There are clear systems and mechanisms in place to make the vision, aims, policy and practice which have been agreed upon work smoothly and efficiently. Everyone is clear about what school policy is. There are good efficient systems for making sure the school is well resourced and resources are used to drive a change in teaching and learning in the school. The strategic allocation of the budget supports the priorities in the Mathematics Improvement Plan. The budget is used to purchase teaching and learning resources and resourcing the developmental needs of staff (e.g. teaching and learning projects, peer observation, joint planning).

Curriculum and lesson planning

The curriculum is well documented at long, medium and short term level which does not just document resources but also gives ideas for teaching contexts and strategies. The long and medium term planning documentation ensures teachers’ planning addresses pupils’ needs, aspirations and prior attainment. Teachers are fully aware of age related expectations throughout the primary phase.

Short term planning is viewed as a process that maps out a teaching sequence with:

  1. Clear learning intentions and outcomes
  2. The pitch and pace of work appropriate to the rate at which children learn
  3. Well-directed questioning to motivate, assess and promote reflection, analysis and enquiry.
  4. Models and images to support methods, promote thinking and develop strategies and build links between areas of mathematics
  5. Engaging and challenging activities clearly planned for pupils to practise, discuss and apply their learning through independent and group work
  6. Practical, visual and ICT resources to support, test and confirm pupils’ learning.
  7. Attention to both mental and written work
  8. Links to other subject areas and other external sources to enrich the learning of mathematics within and beyond the classroom.

The classroom environment has a clearly defined mathematical area which is vibrant, inspiring and supportive.

Teaching assistants are used effectively to support learning in the classroom.

Assessment

There is a clear policy statement on the principles of assessment which makes the distinction between Assessment for Learning and Assessment of Learning.

Lessons have clear learning intentions and outcomes with pupils clearly understanding what is required of them. There are opportunities for pupils to assess how well they are doing and how they can improve

Periodic judgements in line with APP process produce robust and accurate teacher assessed levels (refined into ‘low’, ‘secure’ and ‘high’ within the level.
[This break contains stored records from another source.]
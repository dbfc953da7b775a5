//! SQLite application store
//!
//! Table `loan_applications`, one row per decision:
//! application_id, applicant fields, decision, decision_reason,
//! approved_amount, interest_rate, risk_score, processing_time_seconds,
//! source, degraded, application_timestamp.

use super::{ApplicationStore, StoredApplication};
use crate::error::{StoreError, StoreResult};
use crate::router::DecisionSource;
use async_trait::async_trait;
use chrono::{DateTime, Utc};
use serde::de::DeserializeOwned;
use sqlx::sqlite::{SqliteConnectOptions, SqlitePool, SqlitePoolOptions, SqliteRow};
use sqlx::Row;
use std::str::FromStr;
use underwriter_core::{Decision, DecisionResult, LoanApplication};

const CREATE_TABLE: &str = r#"
CREATE TABLE IF NOT EXISTS loan_applications (
    application_id TEXT PRIMARY KEY,
    applicant_name TEXT NOT NULL,
    age INTEGER NOT NULL,
    annual_income REAL NOT NULL,
    employment_type TEXT NOT NULL,
    credit_score INTEGER NOT NULL,
    loan_amount REAL NOT NULL,
    loan_purpose TEXT NOT NULL,
    loan_term INTEGER NOT NULL,
    down_payment REAL NOT NULL,
    debt_to_income_ratio REAL NOT NULL,
    decision TEXT NOT NULL,
    decision_reason TEXT NOT NULL,
    approved_amount REAL NOT NULL,
    interest_rate REAL NOT NULL,
    risk_score INTEGER NOT NULL,
    processing_time_seconds REAL NOT NULL,
    source TEXT NOT NULL,
    degraded BOOLEAN NOT NULL,
    application_timestamp TEXT NOT NULL
)
"#;

const CREATE_INDEX: &str = "CREATE INDEX IF NOT EXISTS idx_loan_applications_timestamp \
     ON loan_applications (application_timestamp)";

const SELECT_COLUMNS: &str = "application_id, applicant_name, age, annual_income, employment_type, \
     credit_score, loan_amount, loan_purpose, loan_term, down_payment, debt_to_income_ratio, \
     decision, decision_reason, approved_amount, interest_rate, risk_score, \
     processing_time_seconds, source, degraded, application_timestamp";

/// Application store backed by SQLite
#[derive(Debug, Clone)]
pub struct SqlStore {
    pool: SqlitePool,
}

impl SqlStore {
    /// Connect to a database URL (e.g. `sqlite:underwriting.db` or
    /// `sqlite::memory:`) and create the schema if needed
    pub async fn connect(url: &str) -> StoreResult<Self> {
        let options = SqliteConnectOptions::from_str(url)?.create_if_missing(true);

        // Each connection to an in-memory database sees its own database
        let max_connections = if url.contains(":memory:") { 1 } else { 5 };
        let pool = SqlitePoolOptions::new()
            .max_connections(max_connections)
            .connect_with(options)
            .await?;

        let store = Self::from_pool(pool);
        store.init_schema().await?;
        tracing::info!("Connected application store at {}", url);
        Ok(store)
    }

    /// Use an existing pool; call [`init_schema`](Self::init_schema) before use
    pub fn from_pool(pool: SqlitePool) -> Self {
        Self { pool }
    }

    pub async fn init_schema(&self) -> StoreResult<()> {
        sqlx::query(CREATE_TABLE).execute(&self.pool).await?;
        sqlx::query(CREATE_INDEX).execute(&self.pool).await?;
        Ok(())
    }

    /// Read back an enum stored by its serde string form
    fn parse_enum<T: DeserializeOwned>(column: &str, value: String) -> StoreResult<T> {
        serde_json::from_value(serde_json::Value::String(value))
            .map_err(|e| StoreError::Serialization(format!("{}: {}", column, e)))
    }

    fn row_to_record(row: &SqliteRow) -> StoreResult<StoredApplication> {
        let decision: String = row.try_get("decision")?;
        let decision = Decision::parse(&decision)
            .ok_or_else(|| StoreError::Serialization(format!("decision: unknown value '{}'", decision)))?;

        let application = LoanApplication {
            applicant_name: row.try_get("applicant_name")?,
            age: row.try_get::<i64, _>("age")? as u32,
            annual_income: row.try_get("annual_income")?,
            employment_type: Self::parse_enum("employment_type", row.try_get("employment_type")?)?,
            credit_score: row.try_get::<i64, _>("credit_score")? as u32,
            loan_amount: row.try_get("loan_amount")?,
            loan_purpose: Self::parse_enum("loan_purpose", row.try_get("loan_purpose")?)?,
            loan_term: row.try_get::<i64, _>("loan_term")? as u32,
            down_payment: row.try_get("down_payment")?,
            debt_to_income_ratio: row.try_get("debt_to_income_ratio")?,
        };

        let result = DecisionResult {
            decision,
            approved_amount: row.try_get("approved_amount")?,
            interest_rate: row.try_get("interest_rate")?,
            risk_score: row.try_get::<i64, _>("risk_score")? as i32,
            reasoning: row.try_get("decision_reason")?,
            processing_time: row.try_get("processing_time_seconds")?,
        };

        Ok(StoredApplication {
            application_id: row.try_get("application_id")?,
            created_at: row.try_get("application_timestamp")?,
            application,
            result,
            source: Self::parse_enum::<DecisionSource>("source", row.try_get("source")?)?,
            degraded: row.try_get("degraded")?,
        })
    }
}

#[async_trait]
impl ApplicationStore for SqlStore {
    async fn insert(&self, record: StoredApplication) -> StoreResult<()> {
        let app = &record.application;
        let result = &record.result;

        sqlx::query(
            "INSERT INTO loan_applications (application_id, applicant_name, age, annual_income, \
             employment_type, credit_score, loan_amount, loan_purpose, loan_term, down_payment, \
             debt_to_income_ratio, decision, decision_reason, approved_amount, interest_rate, \
             risk_score, processing_time_seconds, source, degraded, application_timestamp) \
             VALUES (?1, ?2, ?3, ?4, ?5, ?6, ?7, ?8, ?9, ?10, ?11, ?12, ?13, ?14, ?15, ?16, ?17, ?18, ?19, ?20)",
        )
        .bind(&record.application_id)
        .bind(&app.applicant_name)
        .bind(i64::from(app.age))
        .bind(app.annual_income)
        .bind(app.employment_type.as_str())
        .bind(i64::from(app.credit_score))
        .bind(app.loan_amount)
        .bind(app.loan_purpose.as_str())
        .bind(i64::from(app.loan_term))
        .bind(app.down_payment)
        .bind(app.debt_to_income_ratio)
        .bind(result.decision.as_str())
        .bind(&result.reasoning)
        .bind(result.approved_amount)
        .bind(result.interest_rate)
        .bind(i64::from(result.risk_score))
        .bind(result.processing_time)
        .bind(record.source.as_str())
        .bind(record.degraded)
        .bind(record.created_at)
        .execute(&self.pool)
        .await?;

        Ok(())
    }

    async fn get(&self, application_id: &str) -> StoreResult<Option<StoredApplication>> {
        let query = format!(
            "SELECT {} FROM loan_applications WHERE application_id = ?1",
            SELECT_COLUMNS
        );
        let row = sqlx::query(&query)
            .bind(application_id)
            .fetch_optional(&self.pool)
            .await?;

        row.as_ref().map(Self::row_to_record).transpose()
    }

    async fn created_since(&self, since: DateTime<Utc>) -> StoreResult<Vec<StoredApplication>> {
        let query = format!(
            "SELECT {} FROM loan_applications WHERE application_timestamp >= ?1 \
             ORDER BY application_timestamp",
            SELECT_COLUMNS
        );
        let rows = sqlx::query(&query)
            .bind(since)
            .fetch_all(&self.pool)
            .await?;

        rows.iter().map(Self::row_to_record).collect()
    }
}

#[cfg(test)]
mod tests {
    use super::*;
    use crate::router::RoutedDecision;
    use chrono::{Duration, TimeZone};
    use underwriter_core::{EmploymentType, LoanPurpose};

    fn application() -> LoanApplication {
        LoanApplication {
            applicant_name: "Persisted".to_string(),
            age: 27,
            annual_income: 64_000.0,
            employment_type: EmploymentType::PartTime,
            credit_score: 690,
            loan_amount: 18_000.0,
            loan_purpose: LoanPurpose::DebtConsolidation,
            loan_term: 48,
            down_payment: 0.0,
            debt_to_income_ratio: 31.5,
        }
    }

    fn routed() -> RoutedDecision {
        RoutedDecision {
            result: DecisionResult {
                decision: Decision::Approved,
                approved_amount: 18_000.0,
                interest_rate: 7.1,
                risk_score: 402,
                reasoning: "Approved".to_string(),
                processing_time: 0.25,
            },
            source: DecisionSource::Http,
            degraded: false,
            fallback_reasons: Vec::new(),
            elapsed: std::time::Duration::from_millis(250),
        }
    }

    #[tokio::test]
    async fn test_save_and_get_round_trip() {
        let store = SqlStore::connect("sqlite::memory:").await.unwrap();

        let id = store.save(&application(), &routed()).await.unwrap();
        let stored = store.get(&id).await.unwrap().unwrap();

        assert_eq!(stored.application, application());
        assert_eq!(stored.result, routed().result);
        assert_eq!(stored.source, DecisionSource::Http);
        assert!(!stored.degraded);
    }

    #[tokio::test]
    async fn test_get_unknown_id() {
        let store = SqlStore::connect("sqlite::memory:").await.unwrap();
        assert!(store.get("nope").await.unwrap().is_none());
    }

    #[tokio::test]
    async fn test_analytics_uses_timestamp_window() {
        let store = SqlStore::connect("sqlite::memory:").await.unwrap();
        let now = Utc.with_ymd_and_hms(2024, 6, 15, 12, 0, 0).unwrap();

        for age_days in [0, 3, 40] {
            let record = StoredApplication::new(&application(), &routed()).at(now - Duration::days(age_days));
            store.insert(record).await.unwrap();
        }

        let summary = store.analytics(now).await.unwrap();
        assert_eq!(summary.applications_today, 1);
        assert_eq!(summary.approval_rate, 100.0);
        assert_eq!(summary.avg_credit_score, 690);

        let trends = store.trends(30, now).await.unwrap();
        assert_eq!(trends.len(), 2);
    }
}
Test performance is used as part of the evidence base to inform the periodic judgements rather than producing a level for individual pupils. The periodic judgements form the basis of an effective school system which tracks progress towards pupils’ end of Key Stage targets and informs reporting procedures. Teachers’ individual tracking procedures identify strengths, gaps and weaknesses so that pupils can see where they are making progress and can have individual targets set as a result.  This information is used to inform teaching and provide tailored support and appropriate intervention for individual pupils or small groups and help pupils identify their next steps in learning and how to improve.                               

There is an effective and manageable whole school approach to the setting and revising of numerical targets and layered curricular targets.

Moving to the next level

If you are category 1:
  • Are staff encouraged to share their practice and knowledge with others? Are there systems in place to allow this to happen on a regular basis?
  • Are there mechanisms for sharing and making visible the key elements of your mathematics development plan with colleagues? How easy is it for others to have input into the development of the subject in your school?